Dos ACV y un mismo destino: la fe inquebrantable del peregrino que sigue guiando a Molinos
Dos ACV no pudieron con él. Juan Pablo Ordóñez sigue firme guiando a los peregrinos de Molinos. ¿Cómo hace para sostener tanta fe?
Juan Pablo Ordóñez habla pausado, buscando cada palabra como quien encuentra una piedra en el camino. Pero su mensaje es claro: ni dos ACV pudieron apagar su fe. A pesar de las secuelas, este peregrino salteño sigue siendo un pilar para quienes cada año caminan hacia el Milagro.

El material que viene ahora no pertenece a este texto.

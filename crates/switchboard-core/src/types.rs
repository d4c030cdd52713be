use serde::{Deserialize, Serialize};

// =============================================================================
// Capability labels
// =============================================================================

/// The closed set of capability providers a request can be routed to.
///
/// The serde representation is the wire label that appears in the `backend`
/// field of every [`UnifiedResponse`] and as the key of a health report.
#[derive(Clone, Copy, Debug, PartialEq, Eq, Hash, PartialOrd, Ord, Serialize, Deserialize)]
pub enum Capability {
    /// Company-knowledge lookup (policies, products, procedures).
    #[serde(rename = "lf_assist")]
    Knowledge,
    /// Question answering over an uploaded document.
    #[serde(rename = "doc_assist")]
    Document,
    /// Database record lookup via generated queries.
    #[serde(rename = "db_assist")]
    Database,
    /// Data visualization: query generation plus chart suitability analysis.
    #[serde(rename = "viz_assist")]
    Visualization,
    /// No capability applies; handled by the static deflection path.
    #[serde(rename = "scope_guard")]
    OutOfScope,
}

impl Capability {
    /// All capability labels, in routing-table order.
    pub const ALL: [Capability; 5] = [
        Capability::Knowledge,
        Capability::Document,
        Capability::Database,
        Capability::Visualization,
        Capability::OutOfScope,
    ];

    /// The wire label for this capability.
    pub fn label(&self) -> &'static str {
        match self {
            Capability::Knowledge => "lf_assist",
            Capability::Document => "doc_assist",
            Capability::Database => "db_assist",
            Capability::Visualization => "viz_assist",
            Capability::OutOfScope => "scope_guard",
        }
    }
}

impl std::fmt::Display for Capability {
    fn fmt(&self, f: &mut std::fmt::Formatter<'_>) -> std::fmt::Result {
        f.write_str(self.label())
    }
}

// =============================================================================
// Requests
// =============================================================================

/// An uploaded file attached to a chat request.
#[derive(Clone)]
pub struct Attachment {
    /// Original filename as supplied by the caller.
    pub filename: String,
    /// Declared media type (must be `application/pdf`).
    pub content_type: String,
    /// Raw file bytes.
    pub bytes: Vec<u8>,
}

impl std::fmt::Debug for Attachment {
    fn fmt(&self, f: &mut std::fmt::Formatter<'_>) -> std::fmt::Result {
        // Omit the raw bytes; a 5 MB hex dump helps nobody.
        f.debug_struct("Attachment")
            .field("filename", &self.filename)
            .field("content_type", &self.content_type)
            .field("len", &self.bytes.len())
            .finish()
    }
}

/// An incoming chat turn, as decoded from the HTTP surface.
#[derive(Clone, Debug, Default)]
pub struct ChatRequest {
    /// The user's message text.
    pub message: String,
    /// Caller-supplied session identifier, if continuing a conversation.
    pub session_id: Option<String>,
    /// Optional attached document.
    pub file: Option<Attachment>,
}

// =============================================================================
// Classification
// =============================================================================

/// How a classification decision was reached.
#[derive(Clone, Copy, Debug, PartialEq, Eq, Serialize, Deserialize)]
#[serde(rename_all = "snake_case")]
pub enum ClassificationSource {
    /// File presence forced the document label without consulting the model.
    ForcedByFile,
    /// The language model produced the label.
    Model,
    /// The model failed or answered outside the label set; degraded to
    /// out-of-scope.
    Fallback,
}

/// Outcome of classifying one incoming message.
#[derive(Clone, Debug, PartialEq, Serialize, Deserialize)]
pub struct ClassificationResult {
    /// The selected capability label.
    pub capability: Capability,
    /// Model-provided justification, when available.
    pub reasoning: Option<String>,
    /// How the decision was reached.
    pub source: ClassificationSource,
}

impl ClassificationResult {
    /// A result forced by the presence of an uploaded file.
    pub fn forced_by_file() -> Self {
        Self {
            capability: Capability::Document,
            reasoning: None,
            source: ClassificationSource::ForcedByFile,
        }
    }

    /// The degraded result used when classification fails.
    pub fn fallback(reason: impl Into<String>) -> Self {
        Self {
            capability: Capability::OutOfScope,
            reasoning: Some(reason.into()),
            source: ClassificationSource::Fallback,
        }
    }
}

// =============================================================================
// Unified response
// =============================================================================

/// Configuration for rendering a single chart, as suggested by the
/// visualization provider.
#[derive(Clone, Debug, PartialEq, Serialize, Deserialize)]
pub struct ChartConfig {
    /// Chart type: "bar", "line", "pie", "scatter", or "area".
    #[serde(rename = "type")]
    pub chart_type: String,
    /// Title to display on the chart.
    pub title: String,
    /// Data key for the X axis.
    #[serde(skip_serializing_if = "Option::is_none")]
    pub x_axis: Option<String>,
    /// Data key for the Y axis.
    #[serde(skip_serializing_if = "Option::is_none")]
    pub y_axis: Option<String>,
    /// Why this chart type was recommended.
    #[serde(skip_serializing_if = "Option::is_none")]
    pub reason: Option<String>,
}

/// The visualization provider's verdict on whether a result set is
/// chartable, and how.
///
/// `auto_chart` is surfaced verbatim from the provider and is never
/// fabricated: its absence tells the caller to fall back to tabular display.
#[derive(Clone, Debug, PartialEq, Serialize, Deserialize)]
pub struct ChartAnalysis {
    /// Whether the data is suitable for chart visualization.
    pub chartable: bool,
    /// Explanation of the chartability decision.
    #[serde(skip_serializing_if = "Option::is_none")]
    pub reasoning: Option<String>,
    /// Recommended chart configuration, when chartable.
    #[serde(skip_serializing_if = "Option::is_none")]
    pub auto_chart: Option<ChartConfig>,
    /// Alternative chart options.
    #[serde(skip_serializing_if = "Option::is_none")]
    pub suggested_charts: Option<Vec<serde_json::Value>>,
}

/// The single stable response shape returned for every chat turn,
/// regardless of which capability handled it.
///
/// `answer` is always populated, even on failure. Label-specific optional
/// fields are only ever populated for their own label.
#[derive(Clone, Debug, PartialEq, Serialize, Deserialize)]
pub struct UnifiedResponse {
    /// Which capability produced this response.
    pub backend: Capability,
    /// The user-facing answer text.
    pub answer: String,
    /// The session this turn belongs to, echoed back to the caller.
    pub session_id: String,
    /// Topic tags (knowledge label only).
    #[serde(skip_serializing_if = "Option::is_none")]
    pub tags: Option<Vec<String>>,
    /// Tabular result rows (visualization label only).
    #[serde(skip_serializing_if = "Option::is_none")]
    pub data: Option<Vec<serde_json::Value>>,
    /// The generated query text (visualization label only).
    #[serde(skip_serializing_if = "Option::is_none")]
    pub sql_query: Option<String>,
    /// Chart suitability verdict and configuration (visualization only).
    #[serde(skip_serializing_if = "Option::is_none")]
    pub chart_analysis: Option<ChartAnalysis>,
    /// Number of result rows (visualization label only).
    #[serde(skip_serializing_if = "Option::is_none")]
    pub record_count: Option<usize>,
    /// Failure detail, populated alongside a fallback answer when the
    /// provider could not be reached.
    #[serde(skip_serializing_if = "Option::is_none")]
    pub error: Option<String>,
}

impl UnifiedResponse {
    /// A minimal response carrying only the always-present fields.
    pub fn new(
        backend: Capability,
        answer: impl Into<String>,
        session_id: impl Into<String>,
    ) -> Self {
        Self {
            backend,
            answer: answer.into(),
            session_id: session_id.into(),
            tags: None,
            data: None,
            sql_query: None,
            chart_analysis: None,
            record_count: None,
            error: None,
        }
    }
}

// =============================================================================
// Health
// =============================================================================

/// Liveness status of one capability provider.
#[derive(Clone, Copy, Debug, PartialEq, Eq, Serialize, Deserialize)]
#[serde(rename_all = "snake_case")]
pub enum HealthStatus {
    Healthy,
    Initializing,
    Degraded,
    Unhealthy,
}

impl HealthStatus {
    /// Severity rank used to compute the worst-of aggregate. Higher is worse.
    pub fn severity(&self) -> u8 {
        match self {
            HealthStatus::Healthy => 0,
            HealthStatus::Initializing => 1,
            HealthStatus::Degraded => 2,
            HealthStatus::Unhealthy => 3,
        }
    }
}

impl std::fmt::Display for HealthStatus {
    fn fmt(&self, f: &mut std::fmt::Formatter<'_>) -> std::fmt::Result {
        let s = match self {
            HealthStatus::Healthy => "healthy",
            HealthStatus::Initializing => "initializing",
            HealthStatus::Degraded => "degraded",
            HealthStatus::Unhealthy => "unhealthy",
        };
        f.write_str(s)
    }
}

/// Per-capability health statuses plus a composed aggregate message.
///
/// Computed fresh on every poll; never cached.
#[derive(Clone, Debug, PartialEq, Serialize, Deserialize)]
pub struct HealthSnapshot {
    /// Status per capability label, keyed by wire label.
    pub status: std::collections::BTreeMap<Capability, HealthStatus>,
    /// Human-readable summary of the aggregate state.
    pub message: String,
}

impl HealthSnapshot {
    /// Build a snapshot from individual probe results, composing the
    /// aggregate message from the worst individual status.
    pub fn new(status: std::collections::BTreeMap<Capability, HealthStatus>) -> Self {
        let aggregate = status
            .values()
            .copied()
            .max_by_key(HealthStatus::severity)
            .unwrap_or(HealthStatus::Unhealthy);

        let message = match aggregate {
            HealthStatus::Healthy => "All backends healthy".to_string(),
            other => {
                let affected: Vec<String> = status
                    .iter()
                    .filter(|(_, s)| **s != HealthStatus::Healthy)
                    .map(|(c, s)| format!("{}: {}", c, s))
                    .collect();
                format!("Aggregate status {} ({})", other, affected.join(", "))
            }
        };

        Self { status, message }
    }

    /// The worst individual status.
    pub fn aggregate(&self) -> HealthStatus {
        self.status
            .values()
            .copied()
            .max_by_key(HealthStatus::severity)
            .unwrap_or(HealthStatus::Unhealthy)
    }
}

// =============================================================================
// Tests
// =============================================================================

En 2024, un mes antes de la tradicional peregrinación, sufrió su primer accidente cerebrovascular. Contra todos los pronósticos, se puso los zapatos y caminó desde Molinos junto a sus hermanos de fe. Pero la prueba no terminó ahí: meses después, un segundo ACV, esta vez hemorrágico, le afectó el lado izquierdo del cuerpo y le complicó el habla.
Hoy, Juan Pablo ya no puede recorrer los cinco días de travesía, pero encontró otra manera de acompañar: lleva sus libros de oraciones, alienta a los peregrinos en cada parada y sostiene la organización desde la retaguardia. Su fe no se rindió; se transformó.
Un llamado que se reorientó, pero nunca se apagó
La historia de Ordóñez con la religión viene de lejos. De joven sintió el llamado al sacerdocio, pero tuvo que dejar el seminario para cuidar a su madre. Lejos de vivirlo como una derrota, formó una familia profundamente creyente y halló otra forma de servir a Dios.
Hoy colabora activamente con la comisión que organiza la peregrinación de Molinos. Y repite una enseñanza que el camino le grabó a fuego: “El peregrino no busca lujos; busca encontrarse con Jesús”.
Un mensaje para quienes lo lean
Antes de despedirse, Juan Pablo hizo algo que lo define por completo: en lugar de hablar de sus propios dolores, elevó una oración por los demás y bendijo a quienes se topen con su historia. “Que quienes lean este mensaje puedan encontrar ese amor profundo que tiene el peregrino por el Señor y la Virgen del Milagro”, cerró.